<<<<
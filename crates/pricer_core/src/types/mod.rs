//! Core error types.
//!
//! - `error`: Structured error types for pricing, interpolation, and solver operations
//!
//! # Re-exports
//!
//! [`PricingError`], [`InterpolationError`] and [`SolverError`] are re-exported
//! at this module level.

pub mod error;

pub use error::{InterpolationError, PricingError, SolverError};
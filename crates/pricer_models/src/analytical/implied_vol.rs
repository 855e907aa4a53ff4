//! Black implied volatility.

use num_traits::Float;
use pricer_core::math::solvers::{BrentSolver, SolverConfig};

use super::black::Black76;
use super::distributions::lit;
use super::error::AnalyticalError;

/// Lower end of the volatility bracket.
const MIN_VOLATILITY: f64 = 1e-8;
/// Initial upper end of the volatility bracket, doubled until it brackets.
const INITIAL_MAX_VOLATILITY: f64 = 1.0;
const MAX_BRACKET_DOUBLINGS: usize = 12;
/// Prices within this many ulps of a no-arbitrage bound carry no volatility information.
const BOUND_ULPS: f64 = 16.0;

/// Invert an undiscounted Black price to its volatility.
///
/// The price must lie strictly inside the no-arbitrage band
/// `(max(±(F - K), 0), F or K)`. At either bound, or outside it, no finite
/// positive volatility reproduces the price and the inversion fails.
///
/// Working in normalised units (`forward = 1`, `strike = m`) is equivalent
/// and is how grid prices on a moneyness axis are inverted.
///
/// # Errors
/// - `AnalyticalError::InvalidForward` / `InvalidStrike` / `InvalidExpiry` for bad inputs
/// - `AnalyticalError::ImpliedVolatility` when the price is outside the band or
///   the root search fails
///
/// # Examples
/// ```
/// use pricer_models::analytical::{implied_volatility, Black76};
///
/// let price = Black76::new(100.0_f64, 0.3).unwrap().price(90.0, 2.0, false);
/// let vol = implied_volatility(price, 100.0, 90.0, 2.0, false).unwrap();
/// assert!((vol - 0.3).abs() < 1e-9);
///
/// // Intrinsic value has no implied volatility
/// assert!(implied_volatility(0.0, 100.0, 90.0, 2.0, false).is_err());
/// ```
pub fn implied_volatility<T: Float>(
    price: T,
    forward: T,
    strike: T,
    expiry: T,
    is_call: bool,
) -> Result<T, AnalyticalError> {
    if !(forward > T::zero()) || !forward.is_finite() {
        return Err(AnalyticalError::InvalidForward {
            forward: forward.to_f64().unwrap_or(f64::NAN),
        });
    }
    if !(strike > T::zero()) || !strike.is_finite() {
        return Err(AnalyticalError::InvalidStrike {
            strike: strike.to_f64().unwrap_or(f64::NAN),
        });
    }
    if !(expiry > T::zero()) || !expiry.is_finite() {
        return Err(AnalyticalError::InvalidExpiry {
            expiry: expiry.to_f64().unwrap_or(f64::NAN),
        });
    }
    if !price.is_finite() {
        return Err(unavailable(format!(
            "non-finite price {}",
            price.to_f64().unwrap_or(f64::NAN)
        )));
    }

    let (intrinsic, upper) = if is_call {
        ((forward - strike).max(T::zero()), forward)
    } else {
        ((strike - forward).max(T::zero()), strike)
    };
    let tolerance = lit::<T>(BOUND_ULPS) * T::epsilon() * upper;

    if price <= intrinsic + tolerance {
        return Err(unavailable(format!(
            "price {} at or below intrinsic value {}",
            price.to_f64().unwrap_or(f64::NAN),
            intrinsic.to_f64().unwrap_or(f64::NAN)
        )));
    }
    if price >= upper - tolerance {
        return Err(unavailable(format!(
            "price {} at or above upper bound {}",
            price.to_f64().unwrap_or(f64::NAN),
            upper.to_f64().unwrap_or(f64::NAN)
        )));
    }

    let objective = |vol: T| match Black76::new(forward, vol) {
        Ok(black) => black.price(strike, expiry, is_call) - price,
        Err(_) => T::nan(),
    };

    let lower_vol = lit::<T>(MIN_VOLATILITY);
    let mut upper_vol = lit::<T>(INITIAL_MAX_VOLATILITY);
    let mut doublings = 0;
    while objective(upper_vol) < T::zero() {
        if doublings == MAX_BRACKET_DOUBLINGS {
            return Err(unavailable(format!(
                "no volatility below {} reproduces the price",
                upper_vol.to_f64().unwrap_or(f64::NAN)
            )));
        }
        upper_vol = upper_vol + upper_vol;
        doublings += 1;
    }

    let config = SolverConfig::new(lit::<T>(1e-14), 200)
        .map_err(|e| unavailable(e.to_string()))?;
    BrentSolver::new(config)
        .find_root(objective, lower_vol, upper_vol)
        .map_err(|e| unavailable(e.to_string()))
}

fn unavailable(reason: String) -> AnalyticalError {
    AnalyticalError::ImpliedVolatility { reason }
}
>>>>
<<<<
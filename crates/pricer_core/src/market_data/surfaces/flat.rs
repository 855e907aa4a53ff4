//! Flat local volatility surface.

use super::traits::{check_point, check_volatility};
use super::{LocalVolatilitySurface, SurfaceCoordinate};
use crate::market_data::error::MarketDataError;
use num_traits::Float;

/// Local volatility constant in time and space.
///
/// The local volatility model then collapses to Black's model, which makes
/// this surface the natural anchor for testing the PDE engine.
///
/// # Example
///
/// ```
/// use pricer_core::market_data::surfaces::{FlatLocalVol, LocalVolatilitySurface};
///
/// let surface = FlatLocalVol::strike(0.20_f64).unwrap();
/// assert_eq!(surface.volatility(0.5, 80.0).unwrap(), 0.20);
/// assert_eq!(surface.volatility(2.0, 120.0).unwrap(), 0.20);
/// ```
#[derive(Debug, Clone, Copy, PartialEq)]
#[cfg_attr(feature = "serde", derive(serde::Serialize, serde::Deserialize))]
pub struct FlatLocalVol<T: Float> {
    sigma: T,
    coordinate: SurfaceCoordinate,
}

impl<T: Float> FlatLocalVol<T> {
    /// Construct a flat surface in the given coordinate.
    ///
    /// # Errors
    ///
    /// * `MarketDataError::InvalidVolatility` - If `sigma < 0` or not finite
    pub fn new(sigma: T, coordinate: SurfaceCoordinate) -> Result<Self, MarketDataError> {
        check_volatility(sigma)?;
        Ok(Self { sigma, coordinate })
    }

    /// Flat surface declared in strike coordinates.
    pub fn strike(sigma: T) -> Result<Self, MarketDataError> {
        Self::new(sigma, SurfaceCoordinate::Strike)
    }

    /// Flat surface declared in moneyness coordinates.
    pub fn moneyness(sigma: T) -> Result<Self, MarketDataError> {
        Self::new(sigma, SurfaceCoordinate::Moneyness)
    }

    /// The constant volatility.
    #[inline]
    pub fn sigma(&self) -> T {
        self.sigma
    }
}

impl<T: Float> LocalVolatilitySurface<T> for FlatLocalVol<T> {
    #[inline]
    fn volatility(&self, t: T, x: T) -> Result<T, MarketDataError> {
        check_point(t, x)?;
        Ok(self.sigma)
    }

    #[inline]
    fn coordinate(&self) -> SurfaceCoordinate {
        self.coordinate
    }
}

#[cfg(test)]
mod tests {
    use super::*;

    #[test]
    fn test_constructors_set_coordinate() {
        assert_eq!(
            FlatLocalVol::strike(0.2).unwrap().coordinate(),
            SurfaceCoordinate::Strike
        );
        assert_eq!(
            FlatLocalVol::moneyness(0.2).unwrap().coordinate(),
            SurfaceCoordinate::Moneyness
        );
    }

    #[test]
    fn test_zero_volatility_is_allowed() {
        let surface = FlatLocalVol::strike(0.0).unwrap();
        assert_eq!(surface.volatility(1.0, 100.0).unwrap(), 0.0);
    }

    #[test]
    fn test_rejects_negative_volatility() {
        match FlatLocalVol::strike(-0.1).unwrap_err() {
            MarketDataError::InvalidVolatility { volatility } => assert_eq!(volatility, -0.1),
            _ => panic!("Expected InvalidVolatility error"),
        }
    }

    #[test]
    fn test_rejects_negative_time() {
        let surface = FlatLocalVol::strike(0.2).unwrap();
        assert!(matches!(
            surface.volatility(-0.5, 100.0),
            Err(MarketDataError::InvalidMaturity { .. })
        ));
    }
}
>>>>
<<<<
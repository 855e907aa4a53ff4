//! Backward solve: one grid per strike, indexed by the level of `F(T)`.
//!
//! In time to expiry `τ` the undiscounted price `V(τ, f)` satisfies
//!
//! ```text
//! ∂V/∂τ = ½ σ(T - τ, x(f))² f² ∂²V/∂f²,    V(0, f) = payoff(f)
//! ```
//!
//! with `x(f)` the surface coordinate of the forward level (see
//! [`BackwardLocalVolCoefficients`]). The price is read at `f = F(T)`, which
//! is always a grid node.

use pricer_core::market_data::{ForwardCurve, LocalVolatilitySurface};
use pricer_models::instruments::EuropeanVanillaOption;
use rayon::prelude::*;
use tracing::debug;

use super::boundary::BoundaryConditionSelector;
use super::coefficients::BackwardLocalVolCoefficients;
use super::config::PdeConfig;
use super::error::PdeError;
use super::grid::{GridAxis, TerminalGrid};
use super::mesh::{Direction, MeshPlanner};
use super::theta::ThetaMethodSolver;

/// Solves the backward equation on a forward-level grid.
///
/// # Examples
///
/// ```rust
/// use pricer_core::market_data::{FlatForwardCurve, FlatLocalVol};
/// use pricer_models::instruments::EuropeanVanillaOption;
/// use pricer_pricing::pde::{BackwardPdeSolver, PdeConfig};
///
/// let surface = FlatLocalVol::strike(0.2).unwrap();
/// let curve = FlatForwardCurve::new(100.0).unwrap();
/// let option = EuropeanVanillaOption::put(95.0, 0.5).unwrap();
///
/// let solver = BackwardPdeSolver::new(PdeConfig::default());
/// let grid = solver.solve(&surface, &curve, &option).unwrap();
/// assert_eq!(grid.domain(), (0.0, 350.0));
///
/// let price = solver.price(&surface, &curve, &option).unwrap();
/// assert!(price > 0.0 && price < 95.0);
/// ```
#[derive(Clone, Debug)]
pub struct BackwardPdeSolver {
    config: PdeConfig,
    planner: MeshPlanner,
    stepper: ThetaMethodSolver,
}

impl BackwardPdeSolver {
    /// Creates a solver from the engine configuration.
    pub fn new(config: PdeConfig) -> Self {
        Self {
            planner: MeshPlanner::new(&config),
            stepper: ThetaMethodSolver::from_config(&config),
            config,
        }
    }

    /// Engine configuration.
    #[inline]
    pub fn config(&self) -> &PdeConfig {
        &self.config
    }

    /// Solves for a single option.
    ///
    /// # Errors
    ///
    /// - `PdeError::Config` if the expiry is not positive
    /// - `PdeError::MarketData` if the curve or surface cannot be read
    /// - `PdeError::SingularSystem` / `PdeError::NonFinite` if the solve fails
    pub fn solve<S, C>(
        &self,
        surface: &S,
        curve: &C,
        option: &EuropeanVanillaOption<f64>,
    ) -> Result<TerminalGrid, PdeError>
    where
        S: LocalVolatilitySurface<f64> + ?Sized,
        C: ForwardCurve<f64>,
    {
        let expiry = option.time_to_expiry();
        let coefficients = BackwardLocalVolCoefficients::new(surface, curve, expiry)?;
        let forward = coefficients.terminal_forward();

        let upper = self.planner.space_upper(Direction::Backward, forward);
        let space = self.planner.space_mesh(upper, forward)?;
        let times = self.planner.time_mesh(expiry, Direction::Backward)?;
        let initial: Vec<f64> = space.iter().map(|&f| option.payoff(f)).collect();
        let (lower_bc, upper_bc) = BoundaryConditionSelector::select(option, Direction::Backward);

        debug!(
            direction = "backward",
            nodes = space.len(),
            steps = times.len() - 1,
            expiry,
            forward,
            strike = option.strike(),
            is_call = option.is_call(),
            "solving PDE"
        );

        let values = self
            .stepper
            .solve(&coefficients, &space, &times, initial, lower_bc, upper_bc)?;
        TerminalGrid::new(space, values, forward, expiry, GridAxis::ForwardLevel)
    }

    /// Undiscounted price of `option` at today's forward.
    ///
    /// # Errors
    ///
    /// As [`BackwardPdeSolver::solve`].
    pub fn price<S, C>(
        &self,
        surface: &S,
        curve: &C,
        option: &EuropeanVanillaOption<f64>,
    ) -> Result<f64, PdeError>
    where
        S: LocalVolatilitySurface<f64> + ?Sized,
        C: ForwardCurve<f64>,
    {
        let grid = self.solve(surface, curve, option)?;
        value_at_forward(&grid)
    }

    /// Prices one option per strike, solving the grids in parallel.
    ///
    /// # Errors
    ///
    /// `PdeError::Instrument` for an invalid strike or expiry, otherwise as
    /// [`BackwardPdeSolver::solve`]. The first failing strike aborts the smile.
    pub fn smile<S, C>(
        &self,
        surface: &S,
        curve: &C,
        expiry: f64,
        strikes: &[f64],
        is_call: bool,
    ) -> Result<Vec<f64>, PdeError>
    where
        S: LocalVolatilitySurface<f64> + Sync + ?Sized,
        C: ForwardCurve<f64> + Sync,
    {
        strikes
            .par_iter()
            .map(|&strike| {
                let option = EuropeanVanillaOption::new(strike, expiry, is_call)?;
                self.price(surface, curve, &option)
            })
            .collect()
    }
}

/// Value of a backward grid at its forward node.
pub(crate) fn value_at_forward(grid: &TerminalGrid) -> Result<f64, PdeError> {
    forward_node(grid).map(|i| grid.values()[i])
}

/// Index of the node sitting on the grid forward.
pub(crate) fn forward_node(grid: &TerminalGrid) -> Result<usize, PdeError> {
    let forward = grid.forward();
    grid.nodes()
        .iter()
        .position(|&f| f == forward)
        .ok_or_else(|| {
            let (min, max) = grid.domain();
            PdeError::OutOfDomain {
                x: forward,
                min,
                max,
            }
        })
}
>>>>
WHAT YOU WILL DO:
Using the data above, state the number of lines that contain the word "ImpliedVolatility"; add nothing else.

ANSWER TO THE PROBLEM:
2